• _Data excerpts_
● ● ● ● ● ● ●
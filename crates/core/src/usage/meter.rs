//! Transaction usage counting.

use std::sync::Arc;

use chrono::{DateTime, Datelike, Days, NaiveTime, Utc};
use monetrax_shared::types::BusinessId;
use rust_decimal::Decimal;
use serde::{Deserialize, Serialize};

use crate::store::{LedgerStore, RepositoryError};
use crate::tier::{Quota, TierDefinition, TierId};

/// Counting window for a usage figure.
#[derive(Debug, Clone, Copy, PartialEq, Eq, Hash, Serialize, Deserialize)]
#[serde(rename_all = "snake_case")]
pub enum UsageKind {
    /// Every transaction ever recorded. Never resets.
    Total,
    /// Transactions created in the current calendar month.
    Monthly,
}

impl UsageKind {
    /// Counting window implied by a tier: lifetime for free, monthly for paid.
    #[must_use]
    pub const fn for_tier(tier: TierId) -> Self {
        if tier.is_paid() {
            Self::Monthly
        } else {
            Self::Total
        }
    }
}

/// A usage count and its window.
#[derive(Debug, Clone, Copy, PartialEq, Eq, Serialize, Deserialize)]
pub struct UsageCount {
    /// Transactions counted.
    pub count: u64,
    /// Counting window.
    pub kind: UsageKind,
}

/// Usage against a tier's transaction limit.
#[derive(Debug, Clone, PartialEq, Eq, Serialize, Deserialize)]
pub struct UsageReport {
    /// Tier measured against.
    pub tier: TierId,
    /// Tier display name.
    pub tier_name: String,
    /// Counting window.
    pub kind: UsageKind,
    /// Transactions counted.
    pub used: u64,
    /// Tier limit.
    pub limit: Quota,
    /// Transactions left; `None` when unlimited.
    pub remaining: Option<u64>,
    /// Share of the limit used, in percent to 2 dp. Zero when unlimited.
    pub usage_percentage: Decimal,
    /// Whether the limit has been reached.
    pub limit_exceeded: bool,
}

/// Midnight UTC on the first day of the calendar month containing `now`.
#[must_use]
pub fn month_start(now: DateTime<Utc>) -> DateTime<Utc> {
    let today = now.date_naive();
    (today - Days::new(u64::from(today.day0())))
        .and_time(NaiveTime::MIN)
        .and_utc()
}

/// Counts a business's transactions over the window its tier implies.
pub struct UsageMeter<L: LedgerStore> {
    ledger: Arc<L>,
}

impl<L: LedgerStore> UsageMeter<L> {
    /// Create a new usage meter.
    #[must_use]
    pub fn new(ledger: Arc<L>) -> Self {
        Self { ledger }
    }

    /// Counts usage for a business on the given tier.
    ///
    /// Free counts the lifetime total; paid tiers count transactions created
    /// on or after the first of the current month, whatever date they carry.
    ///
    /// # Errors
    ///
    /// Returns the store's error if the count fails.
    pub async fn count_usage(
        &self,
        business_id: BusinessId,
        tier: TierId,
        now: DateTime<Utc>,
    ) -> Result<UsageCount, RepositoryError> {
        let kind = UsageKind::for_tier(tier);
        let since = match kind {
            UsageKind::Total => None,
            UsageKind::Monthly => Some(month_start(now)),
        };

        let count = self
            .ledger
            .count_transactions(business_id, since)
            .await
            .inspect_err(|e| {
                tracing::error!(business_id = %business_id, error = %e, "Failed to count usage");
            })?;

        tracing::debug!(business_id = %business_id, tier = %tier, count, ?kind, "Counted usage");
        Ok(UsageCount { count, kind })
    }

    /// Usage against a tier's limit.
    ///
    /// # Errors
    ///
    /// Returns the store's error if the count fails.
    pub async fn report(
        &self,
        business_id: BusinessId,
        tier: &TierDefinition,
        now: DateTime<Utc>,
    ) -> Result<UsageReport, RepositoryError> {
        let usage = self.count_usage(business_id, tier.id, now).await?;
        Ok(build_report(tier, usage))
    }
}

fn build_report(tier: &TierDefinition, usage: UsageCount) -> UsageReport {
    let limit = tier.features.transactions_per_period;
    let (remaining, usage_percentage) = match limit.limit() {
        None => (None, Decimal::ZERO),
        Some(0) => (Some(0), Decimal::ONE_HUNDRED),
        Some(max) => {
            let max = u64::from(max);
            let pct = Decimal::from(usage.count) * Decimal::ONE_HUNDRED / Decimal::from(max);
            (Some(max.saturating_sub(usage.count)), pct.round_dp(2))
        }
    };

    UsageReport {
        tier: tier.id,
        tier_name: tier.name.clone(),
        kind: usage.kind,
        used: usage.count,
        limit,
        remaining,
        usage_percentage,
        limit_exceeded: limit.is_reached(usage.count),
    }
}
● ● ● ● ● ● ●
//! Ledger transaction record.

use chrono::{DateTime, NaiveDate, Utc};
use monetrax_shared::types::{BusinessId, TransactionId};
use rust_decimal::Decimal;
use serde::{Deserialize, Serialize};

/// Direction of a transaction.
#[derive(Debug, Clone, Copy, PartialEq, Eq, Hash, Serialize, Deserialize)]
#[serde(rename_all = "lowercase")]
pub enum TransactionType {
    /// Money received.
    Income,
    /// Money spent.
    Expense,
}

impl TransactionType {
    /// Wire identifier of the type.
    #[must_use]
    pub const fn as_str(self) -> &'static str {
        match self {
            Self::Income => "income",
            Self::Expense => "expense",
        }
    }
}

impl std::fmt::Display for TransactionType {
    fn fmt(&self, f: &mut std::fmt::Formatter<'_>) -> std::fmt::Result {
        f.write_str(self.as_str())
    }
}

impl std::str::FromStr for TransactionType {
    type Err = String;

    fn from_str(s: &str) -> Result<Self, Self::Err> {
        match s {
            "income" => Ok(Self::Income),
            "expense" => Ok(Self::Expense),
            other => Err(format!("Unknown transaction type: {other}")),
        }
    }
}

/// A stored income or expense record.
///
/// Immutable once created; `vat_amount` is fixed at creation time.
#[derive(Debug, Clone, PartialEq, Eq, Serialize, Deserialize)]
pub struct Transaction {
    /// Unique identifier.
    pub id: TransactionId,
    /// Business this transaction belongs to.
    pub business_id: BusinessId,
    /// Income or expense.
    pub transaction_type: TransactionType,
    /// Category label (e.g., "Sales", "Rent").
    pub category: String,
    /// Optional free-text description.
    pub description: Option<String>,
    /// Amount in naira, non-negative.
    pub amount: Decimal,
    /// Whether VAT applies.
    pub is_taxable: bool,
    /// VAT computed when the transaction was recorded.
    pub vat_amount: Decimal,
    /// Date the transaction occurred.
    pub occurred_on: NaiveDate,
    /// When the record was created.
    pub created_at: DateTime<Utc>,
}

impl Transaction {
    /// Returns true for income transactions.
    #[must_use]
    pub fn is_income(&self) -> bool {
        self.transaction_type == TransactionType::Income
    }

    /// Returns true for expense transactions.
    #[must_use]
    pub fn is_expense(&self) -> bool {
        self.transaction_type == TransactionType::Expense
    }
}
● ● ● ● ● ● ●
• _Prompt_
Your answer must be every line from the entries that contains the string "TierId", copied as it stands.

• _Result_
use crate::tier::{Quota, TierDefinition, TierId};
    pub const fn for_tier(tier: TierId) -> Self {
    pub tier: TierId,
        tier: TierId,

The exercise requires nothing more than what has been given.